100%|██████████| 1/1 [00:00<00:00, 8112.77it/s]


Converting graphs into PyG objects...


100%|██████████| 1/1 [00:00<00:00, 1697.41it/s]

Saving...



Done!


In [6]:
print(dataset[0])
data = dataset[0]
data.adj_t = data.adj_t.to_symmetric()
device = 'cuda' if torch.cuda.is_available() else 'cpu'
data = data.to(device)
split_idx = dataset.get_idx_split()
train_idx = split_idx['train'].to(device)

Data(x=[169343, 128], node_year=[169343, 1], y=[169343, 1], adj_t=[169343, 169343, nnz=1166243])


In [7]:
class GCN(torch.nn.Module):
    def __init__(self, input_dim, hidden_dim, output_dim, num_layers,
                 dropout, return_embeds=False):

        super(GCN, self).__init__()

        self.convs = ModuleList()
        for i in range(num_layers):
          if i == 0:
            self.convs.append(GCNConv(input_dim, hidden_dim))
          elif i == num_layers :
            self.convs.append(GCNConv(hidden_dim, output_dim))
          else:
            self.convs.append(GCNConv(hidden_dim, hidden_dim))

        self.bns = ModuleList()
        for i in range(num_layers -1):
         self.bns.append(BatchNorm1d(hidden_dim))

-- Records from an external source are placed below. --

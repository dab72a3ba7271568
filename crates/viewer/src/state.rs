use std::fmt;

#[derive(Debug, Copy, Clone, PartialEq, Eq, Hash)]
pub enum DatasetKind {
    Borders,
    Cities,
}

impl fmt::Display for DatasetKind {
    fn fmt(&self, f: &mut fmt::Formatter<'_>) -> fmt::Result {
        match self {
            DatasetKind::Borders => f.write_str("borders"),
            DatasetKind::Cities => f.write_str("cities"),
        }
    }
}

#[derive(Debug, Clone, PartialEq, Eq, Default)]
pub enum LoadState {
    #[default]
    Loading,
    Ready,
    Failed(String),
}

impl LoadState {
    pub fn is_ready(&self) -> bool {
        matches!(self, LoadState::Ready)
    }
}

/// What the centred status box should show.
#[derive(Debug, Clone, PartialEq, Eq)]
pub enum Overlay {
    Hidden,
    Loading(String),
    Error(String),
}

pub const LOADING_MESSAGE: &str = "Loading, please wait...";

/// Failures win over the loading notice; only the city dataset holds the
/// view in the loading state, borders simply appear when they arrive.
pub fn overlay_for(borders: &LoadState, cities: &LoadState) -> Overlay {
    let failures: Vec<String> = [borders, cities]
        .into_iter()
        .zip([DatasetKind::Borders, DatasetKind::Cities])
        .filter_map(|(state, kind)| match state {
            LoadState::Failed(reason) => Some(format!("Failed to load {kind}: {reason}")),
            _ => None,
        })
        .collect();
    if !failures.is_empty() {
        return Overlay::Error(failures.join("\n"));
    }
    match cities {
        LoadState::Loading => Overlay::Loading(LOADING_MESSAGE.to_string()),
        _ => Overlay::Hidden,
    }
}

#[cfg(test)]
mod tests {
    use super::{LOADING_MESSAGE, LoadState, Overlay, overlay_for};

    #[test]
    fn loading_until_cities_arrive() {
        assert_eq!(
            overlay_for(&LoadState::Ready, &LoadState::Loading),
            Overlay::Loading(LOADING_MESSAGE.to_string())
        );
        let hidden = overlay_for(&LoadState::Loading, &LoadState::Ready);
        assert_eq!(hidden, Overlay::Hidden);
    }

    #[test]
    fn failures_replace_the_loading_box() {
        let failed = LoadState::Failed("timed out after 15000 ms".to_string());
        assert_eq!(
            overlay_for(&failed, &LoadState::Loading),
            Overlay::Error("Failed to load borders: timed out after 15000 ms".to_string())
        );
        let Overlay::Error(msg) = overlay_for(&failed, &failed) else {
            panic!("expected error overlay");
        };
        assert_eq!(msg.lines().count(), 2);
    }
}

        self.softmax = torch.nn.LogSoftmax()
          
        self.dropout = dropout

        self.return_embeds = return_embeds

    def reset_parameters(self):
        for conv in self.convs:
            conv.reset_parameters()
        for bn in self.bns:
            bn.reset_parameters()

    def forward(self, x, adj_t):
        for i, conv in enumerate(self.convs):
          if i < len(self.convs) -1:
            x = conv(x, adj_t)
            x = self.bns[i](x)
            x = F.relu(x)
            x = F.dropout(x, p=self.dropout)
          else:
            if self.return_embeds:
              x = conv(x, adj_t)
            else:
              x = conv(x, adj_t)
              x = self.softmax(x)
        out = x

        return out

In [8]:
def train(model, data, train_idx, optimizer, loss_fn):
  model.train()
  loss = 0

  optimizer.zero_grad()
  output = model(data.x, data.adj_t)
  output_train = output[train_idx]
  output_train_label = data.y[train_idx]
  loss = loss_fn(output_train, output_train_label.reshape(-1))

  loss.backward()
  optimizer.step()

  return loss.item()


In [9]:
# Test function here
@torch.no_grad()
def test(model, data, split_idx, evaluator, save_model_results=False):
    model.eval()

    out = model(data.x, data.adj_t)

    y_pred = out.argmax(dim=-1, keepdim=True)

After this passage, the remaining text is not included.